A dozen flecks of gold in her left eye, only seven in her right. Each one like a tiny starburst.

“I’ll be right back,” Julian said, and jogged up the stairs toward his brother. Mark was on the landing, his arms held out in front of him as if he were examining the sleeves of his fur coat and deciding that they, in fact, were the problem.

 

Dru, holding Tavvy’s hand, had joined the twins. They were all giggling. The glow on Ty’s face when he looked at Mark made Julian warm and cold all at once.

 

What if Mark decided not to stay? What if they couldn’t find the killer and he was taken back to the Wild Hunt? What if?

“Would you say I’m overdressed or underdressed?” Mark inquired, arching his eyebrows.

Emma burst out laughing. She collapsed onto the bottom step of the staircase. A moment later Cristina had joined her.
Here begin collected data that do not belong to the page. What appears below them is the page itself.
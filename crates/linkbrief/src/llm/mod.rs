//! LLM provider access
//!
//! The summarizer talks to providers only through [`LlmClient`], so the
//! provider can be swapped (or stubbed in tests) without touching prompts.

mod openai;

pub use openai::{OpenAiClient, OpenAiConfig, DEFAULT_OPENAI_BASE_URL, DEFAULT_OPENAI_MODEL};

use crate::error::SummarizeError;
use async_trait::async_trait;
use serde::{Deserialize, Serialize};

/// One chat message
#[derive(Debug, Clone, PartialEq, Eq, Serialize, Deserialize)]
pub struct ChatMessage {
    pub role: String,
    pub content: String,
}

impl ChatMessage {
    pub fn system(content: impl Into<String>) -> Self {
        Self {
            role: "system".to_string(),
            content: content.into(),
        }
    }

    pub fn user(content: impl Into<String>) -> Self {
        Self {
            role: "user".to_string(),
            content: content.into(),
        }
    }
}

/// A single chat completion call
#[derive(Debug, Clone, PartialEq)]
pub struct CompletionRequest {
    pub messages: Vec<ChatMessage>,
    pub max_tokens: u32,
    pub temperature: f32,
}

/// Chat-completion provider
#[async_trait]
pub trait LlmClient: Send + Sync {
    /// Model identifier, for logging
    fn model_name(&self) -> &str;

    /// Run one completion and return the text of the first choice
    ///
    /// Returns an empty string when the provider answers without content.
    async fn complete(&self, request: &CompletionRequest) -> Result<String, SummarizeError>;
}
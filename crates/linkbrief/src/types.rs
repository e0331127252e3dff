//! Core types for LinkBrief

use serde::{Deserialize, Serialize};

/// Metadata extracted from a single page
///
/// Created fresh for every scrape request; it has no identity beyond that
/// request. Link fields are always absolute when present.
#[derive(Debug, Clone, Default, PartialEq, Eq, Serialize, Deserialize)]
#[serde(rename_all = "camelCase")]
pub struct WebMetadata {
    /// Best-effort page title (falls back to the URL)
    pub title: String,

    /// Page description, empty if the page declares none
    pub description: String,

    /// Absolute URL of a representative image
    #[serde(default)]
    pub image_url: Option<String>,

    /// Absolute URL of the site icon
    #[serde(default)]
    pub favicon_url: Option<String>,

    /// Visible body text, bounded in length
    pub content: String,

    /// Normalized source URL
    pub url: String,
}

impl WebMetadata {
    /// Minimal metadata used when the page could not be fetched
    pub fn minimal(url: impl Into<String>) -> Self {
        let url = url.into();
        Self {
            title: url.clone(),
            url,
            ..Default::default()
        }
    }
}

/// Metadata plus AI summary, the result of scrape-and-summarize
#[derive(Debug, Clone, Default, PartialEq, Eq, Serialize, Deserialize)]
#[serde(rename_all = "camelCase")]
pub struct BriefResult {
    pub title: String,

    pub description: String,

    #[serde(default)]
    pub image_url: Option<String>,

    #[serde(default)]
    pub favicon_url: Option<String>,

    /// Summary text, never a provider error payload
    pub summary: String,

    pub url: String,
}

impl BriefResult {
    /// Combine extracted metadata with a summary, dropping the body text
    pub fn from_metadata(metadata: WebMetadata, summary: String) -> Self {
        Self {
            title: metadata.title,
            description: metadata.description,
            image_url: metadata.image_url,
            favicon_url: metadata.favicon_url,
            summary,
            url: metadata.url,
        }
    }
}

/// Body of `scrapeWebsite` and `scrapeAndSummarize` requests
#[derive(Debug, Clone, Default, Serialize, Deserialize)]
pub struct ScrapeRequest {
    /// Page to scrape; scheme is optional
    #[serde(default)]
    pub url: Option<String>,
}

/// Body of `summarizeContent` requests
#[derive(Debug, Clone, Default, Serialize, Deserialize)]
pub struct SummarizeRequest {
    /// Text to summarize (required)
    #[serde(default)]
    pub content: Option<String>,

    /// Source URL, used as prompt context
    #[serde(default)]
    pub url: Option<String>,

    /// Page title, used as prompt context
    #[serde(default)]
    pub title: Option<String>,
}

/// Body of a successful `summarizeContent` response
#[derive(Debug, Clone, PartialEq, Eq, Serialize, Deserialize)]
pub struct SummaryData {
    pub summary: String,
}
//! Error types for LinkBrief

use thiserror::Error;

/// Input rejected before any network call is made
#[derive(Debug, Error, PartialEq, Eq)]
pub enum ValidationError {
    /// URL is missing or blank
    #[error("URL is required")]
    MissingUrl,

    /// URL could not be parsed even after normalization
    #[error("Invalid URL format: {0}")]
    InvalidUrl(String),

    /// Content to summarize is missing or blank
    #[error("Content is required")]
    MissingContent,
}

/// Errors that can occur while fetching a page
#[derive(Debug, Error)]
pub enum FetchError {
    /// URL has invalid scheme
    #[error("Invalid URL: must start with http:// or https://")]
    InvalidUrlScheme,

    /// Failed to build HTTP client
    #[error("Failed to create HTTP client")]
    ClientBuildError(#[source] reqwest::Error),

    /// Request did not complete within the configured timeout
    #[error("Request timed out")]
    Timeout,

    /// Failed to connect to server
    #[error("Failed to connect to server")]
    ConnectError(#[source] reqwest::Error),

    /// Server answered with a non-success status
    #[error("Request failed with status code {0}")]
    HttpStatus(u16),

    /// Other request error
    #[error("Request failed: {0}")]
    RequestError(String),
}

impl FetchError {
    /// Create an error from a reqwest error
    pub fn from_reqwest(err: reqwest::Error) -> Self {
        if err.is_timeout() {
            FetchError::Timeout
        } else if err.is_connect() {
            FetchError::ConnectError(err)
        } else if let Some(status) = err.status() {
            FetchError::HttpStatus(status.as_u16())
        } else {
            FetchError::RequestError(err.to_string())
        }
    }
}

/// Errors that can occur while asking the LLM provider for a summary
#[derive(Debug, Error)]
pub enum SummarizeError {
    /// Provider is not configured (missing API key and similar)
    #[error("LLM provider is not configured: {0}")]
    Config(String),

    /// Failed to build the provider's HTTP client
    #[error("Failed to create HTTP client")]
    ClientBuildError(#[source] reqwest::Error),

    /// Nothing to summarize
    #[error("Content is required")]
    EmptyContent,

    /// Network-level failure talking to the provider
    #[error("LLM request failed: {0}")]
    Request(String),

    /// Provider answered with an error status
    #[error("LLM provider returned {status}: {message}")]
    Api { status: u16, message: String },

    /// Provider answered 2xx but the body was not a completion
    #[error("Malformed LLM response: {0}")]
    InvalidResponse(String),
}

impl SummarizeError {
    /// Create an error from a reqwest error
    pub fn from_reqwest(err: reqwest::Error) -> Self {
        if err.is_timeout() {
            SummarizeError::Request("request timed out".to_string())
        } else {
            SummarizeError::Request(err.to_string())
        }
    }
}

/// Stage-tagged error returned by the pipeline
#[derive(Debug, Error)]
pub enum PipelineError {
    #[error(transparent)]
    Validation(#[from] ValidationError),

    #[error("Fetch failed: {0}")]
    Fetch(#[from] FetchError),

    #[error("Summarize failed: {0}")]
    Summarize(#[from] SummarizeError),
}

impl PipelineError {
    /// Name of the stage that produced the error
    pub fn stage(&self) -> &'static str {
        match self {
            PipelineError::Validation(_) => "validate",
            PipelineError::Fetch(_) => "fetch",
            PipelineError::Summarize(_) => "summarize",
        }
    }
}

#[cfg(test)]
mod tests {
    use super::*;

    #[test]
    fn test_error_messages() {
        assert_eq!(ValidationError::MissingUrl.to_string(), "URL is required");
        assert_eq!(
            ValidationError::MissingContent.to_string(),
            "Content is required"
        );
        assert_eq!(
            FetchError::InvalidUrlScheme.to_string(),
            "Invalid URL: must start with http:// or https://"
        );
        assert_eq!(
            FetchError::HttpStatus(404).to_string(),
            "Request failed with status code 404"
        );
        assert_eq!(
            SummarizeError::Api {
                status: 401,
                message: "bad key".to_string()
            }
            .to_string(),
            "LLM provider returned 401: bad key"
        );
    }

    #[test]
    fn test_pipeline_error_stage() {
        let err: PipelineError = ValidationError::MissingUrl.into();
        assert_eq!(err.stage(), "validate");
        assert_eq!(err.to_string(), "URL is required");

        let err: PipelineError = FetchError::Timeout.into();
        assert_eq!(err.stage(), "fetch");
        assert_eq!(err.to_string(), "Fetch failed: Request timed out");

        let err: PipelineError = SummarizeError::Config("missing API key".to_string()).into();
        assert_eq!(err.stage(), "summarize");
    }

    #[tokio::test]
    async fn test_client_build_errors_keep_their_source() {
        use std::error::Error as _;

        let reqwest_err = reqwest::Client::new()
            .get("http://127.0.0.1:1/")
            .send()
            .await
            .unwrap_err();
        let err: PipelineError = FetchError::ClientBuildError(reqwest_err).into();
        assert_eq!(err.stage(), "fetch");
        assert_eq!(err.to_string(), "Fetch failed: Failed to create HTTP client");

        let reqwest_err = reqwest::Client::new()
            .get("http://127.0.0.1:1/")
            .send()
            .await
            .unwrap_err();
        let err = SummarizeError::ClientBuildError(reqwest_err);
        assert!(err.source().is_some());
        let err: PipelineError = err.into();
        assert_eq!(err.stage(), "summarize");
    }
}
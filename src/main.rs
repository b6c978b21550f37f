//! Spellfix CLI
//!
//! Handy test words: `helo`, `cta`

use clap::Parser;
use spellfix::Dictionary;
use std::{
	io::{stdin, stdout, Write},
	path::PathBuf,
};

#[derive(clap::Parser)]
struct Args {
	/// Word(s) to check, separated by whitespace
	word: Option<String>,

	#[arg(long, short)]
	interactive: bool,

	/// Word list, one word per line
	#[arg(long, short, env = "SPELLFIX_DICT", default_value = "dictionary.txt")]
	dictionary: PathBuf,

	/// Number of entries the lexicon is sized for, defaults to the word count
	#[arg(long)]
	capacity: Option<usize>,
}

fn main() -> Result<(), Box<dyn std::error::Error>> {
	pretty_env_logger::init();

	let args = Args::parse();

	let dict = match args.capacity {
		Some(capacity) => Dictionary::from_file_with_capacity(&args.dictionary, capacity)?,
		None => Dictionary::from_file(&args.dictionary)?,
	};
	log::info!(
		"Loaded {} words from {}",
		dict.len(),
		args.dictionary.display()
	);

	if let Some(words) = args.word {
		words
			.split_whitespace()
			.for_each(|word| check_and_print(&dict, word));
		return Ok(());
	}

	if !args.interactive {
		return Err("no action provided".into());
	}

	loop {
		print!("check word(s) ❯ ");
		stdout().flush()?;

		let mut input = String::new();
		if let 0 = stdin().read_line(&mut input)? {
			println!();
			return Ok(());
		};

		input
			.split_whitespace()
			.for_each(|word| check_and_print(&dict, word));
	}
}

fn check_and_print(dict: &Dictionary, word: &str) {
	println!("{}", dict.check(word));
}
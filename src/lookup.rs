//! Logic of the [`Dictionary`] to validate a word

use crate::Dictionary;
use std::fmt;

/// Lowercases and trims a user supplied token before it is checked
#[must_use]
pub fn normalize(token: &str) -> String {
	token.trim().to_lowercase()
}

/// Outcome of [`Dictionary::check`]
#[derive(Debug, Clone, PartialEq, Eq)]
pub enum Verdict {
	/// Word is part of the lexicon
	Known(String),
	/// Word is unknown, `suggestions` is empty when nothing is one edit away
	Misspelled {
		word: String,
		suggestions: Vec<String>,
	},
}

impl Verdict {
	#[must_use]
	pub const fn is_known(&self) -> bool {
		matches!(self, Self::Known(_))
	}

	/// Corrections for a misspelled word, empty for a known one
	#[must_use]
	pub fn suggestions(&self) -> &[String] {
		match self {
			Self::Known(_) => &[],
			Self::Misspelled { suggestions, .. } => suggestions,
		}
	}
}

impl fmt::Display for Verdict {
	fn fmt(&self, f: &mut fmt::Formatter<'_>) -> fmt::Result {
		match self {
			Self::Known(word) => write!(f, "The word `{word}` is spelled correctly"),
			Self::Misspelled { word, suggestions } if suggestions.is_empty() => {
				write!(f, "The word `{word}` is misspelled, no suggestions found")
			}
			Self::Misspelled { word, suggestions } => {
				write!(f, "The word `{word}` is misspelled, did you mean: {}", suggestions.join(" "))
			}
		}
	}
}

/// Methods for querying the dictionary
impl Dictionary {
	/// Whether `word` is in the lexicon, compared as is
	#[must_use]
	pub fn is_known(&self, word: &str) -> bool {
		self.lexicon.contains(word)
	}

	/// Normalizes `token`, then only looks for suggestions when it is unknown
	#[must_use]
	pub fn check(&self, token: &str) -> Verdict {
		let word = normalize(token);

		if self.is_known(&word) {
			log::debug!("Word `{word}` was found in the dictionary");
			return Verdict::Known(word);
		}

		let suggestions = self.suggest(&word);
		log::debug!(
			"Word `{word}` wasn't found in the dictionary, {} suggestion(s)",
			suggestions.len()
		);

		Verdict::Misspelled { word, suggestions }
	}
}
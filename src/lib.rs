//! spellfix
//!
//! Single edit spelling suggestions over a word list, backed by a fixed-size
//! chained hash set.

mod chain;
mod dictionary;
mod lexicon;
mod lookup;
mod node;
mod suggest;
mod wordlist;

pub use chain::{Chain, Iter};
pub use dictionary::{Dictionary, InitializeError};
pub use lexicon::{CapacityError, LexiconSet};
pub use lookup::{normalize, Verdict};
//! Cells of a [`Chain`](crate::Chain)

/// A single link owning its value and the rest of the chain
#[derive(Debug)]
pub(crate) struct Node<T> {
	pub(crate) value: T,
	/// Following node, `None` when this is the last one
	pub(crate) next: Option<Box<Self>>,
}

impl<T> Node<T> {
	pub(crate) const fn new(value: T, next: Option<Box<Self>>) -> Self {
		Self { value, next }
	}

	/// Wraps the node so it can be linked behind another one
	pub(crate) fn boxed(value: T, next: Option<Box<Self>>) -> Box<Self> {
		Box::new(Self::new(value, next))
	}
}
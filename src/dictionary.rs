//! High level interface to query a word list
//!
//! Entrypoint methods are
//! - [`Dictionary::is_known`]: checks whether a word is part of the lexicon
//! - [`Dictionary::suggest`]: lists known words a single edit away from a word
//! - [`Dictionary::check`]: normalizes user input and runs both of the above

use crate::{lexicon::CapacityError, wordlist::WordList, LexiconSet};
use std::{io, path::Path};

/// Lexicon built once from a word list, read-only afterwards
#[derive(Debug)]
pub struct Dictionary {
	pub(crate) lexicon: LexiconSet<String>,
}

/// Ways initializing a [`Dictionary`] could go wrong
#[derive(Debug, thiserror::Error)]
pub enum InitializeError {
	/// Could not parse the word list
	#[error("Could not parse file: {0}")]
	Parser(String),

	/// Could not correctly open given file
	#[error(transparent)]
	Io(#[from] io::Error),

	/// Could not size the lexicon for the given word count
	#[error(transparent)]
	Capacity(#[from] CapacityError),
}

/// Constructors
impl Dictionary {
	/// Builds the lexicon sized for the number of supplied words
	///
	/// # Errors
	///
	/// Will error if no word is supplied, an empty lexicon cannot be sized.
	pub fn from_words<I>(words: I) -> Result<Self, InitializeError>
	where
		I: IntoIterator<Item = String>,
	{
		let words = words.into_iter().collect::<Vec<_>>();
		let capacity = words.len();
		Self::from_words_with_capacity(words, capacity)
	}

	/// Builds the lexicon sized for `capacity` entries, whatever the number of
	/// supplied words
	///
	/// The table never grows, a `capacity` far below the real word count slows
	/// every lookup down.
	///
	/// # Errors
	///
	/// Will error if `capacity` is zero or too large.
	pub fn from_words_with_capacity<I>(words: I, capacity: usize) -> Result<Self, InitializeError>
	where
		I: IntoIterator<Item = String>,
	{
		let mut lexicon = LexiconSet::with_capacity(capacity)?;
		words.into_iter().for_each(|word| lexicon.insert(word));

		log::debug!(
			"Built lexicon of {} words over {} buckets",
			lexicon.len(),
			lexicon.bucket_count()
		);

		Ok(Self { lexicon })
	}

	/// Parses a word list, one word per line
	///
	/// # Errors
	///
	/// Will error if the list cannot be parsed or holds no word.
	pub fn from_slice(content: &str) -> Result<Self, InitializeError> {
		Self::from_words(WordList::new(content)?.into_words())
	}

	/// Reads and parses the word list at `path`
	///
	/// # Errors
	///
	/// Will error if the file cannot be read, cannot be parsed or holds no
	/// word.
	pub fn from_file(path: &Path) -> Result<Self, InitializeError> {
		Self::from_words(WordList::file(path)?.into_words())
	}

	/// Same as [`Dictionary::from_file`] with an explicit lexicon capacity
	///
	/// # Errors
	///
	/// Will error if the file cannot be read or parsed, or if `capacity` is
	/// zero or too large.
	pub fn from_file_with_capacity(path: &Path, capacity: usize) -> Result<Self, InitializeError> {
		Self::from_words_with_capacity(WordList::file(path)?.into_words(), capacity)
	}
}

impl Dictionary {
	/// Number of words in the lexicon
	#[must_use]
	pub const fn len(&self) -> usize {
		self.lexicon.len()
	}

	#[must_use]
	pub const fn is_empty(&self) -> bool {
		self.lexicon.is_empty()
	}

	#[must_use]
	pub const fn lexicon(&self) -> &LexiconSet<String> {
		&self.lexicon
	}
}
They clutched each other, helpless with laughter.


Julian wanted to laugh too. He wished he could. He wished he could forget the darkness that flickered at the edge of his vision. He wished he could close his eyes and fall, forgetting for one moment that there was no net stretched out below to catch him.

 

“Are you ready yet?” Julian asked the closed door of the bathroom. He’d retrieved John Carstairs’s suit from Emma’s trunk and dragged Mark back to his own bedroom to change. The thought of his brother being naked in Emma’s room didn’t sit well with him, even if Emma wasn’t there.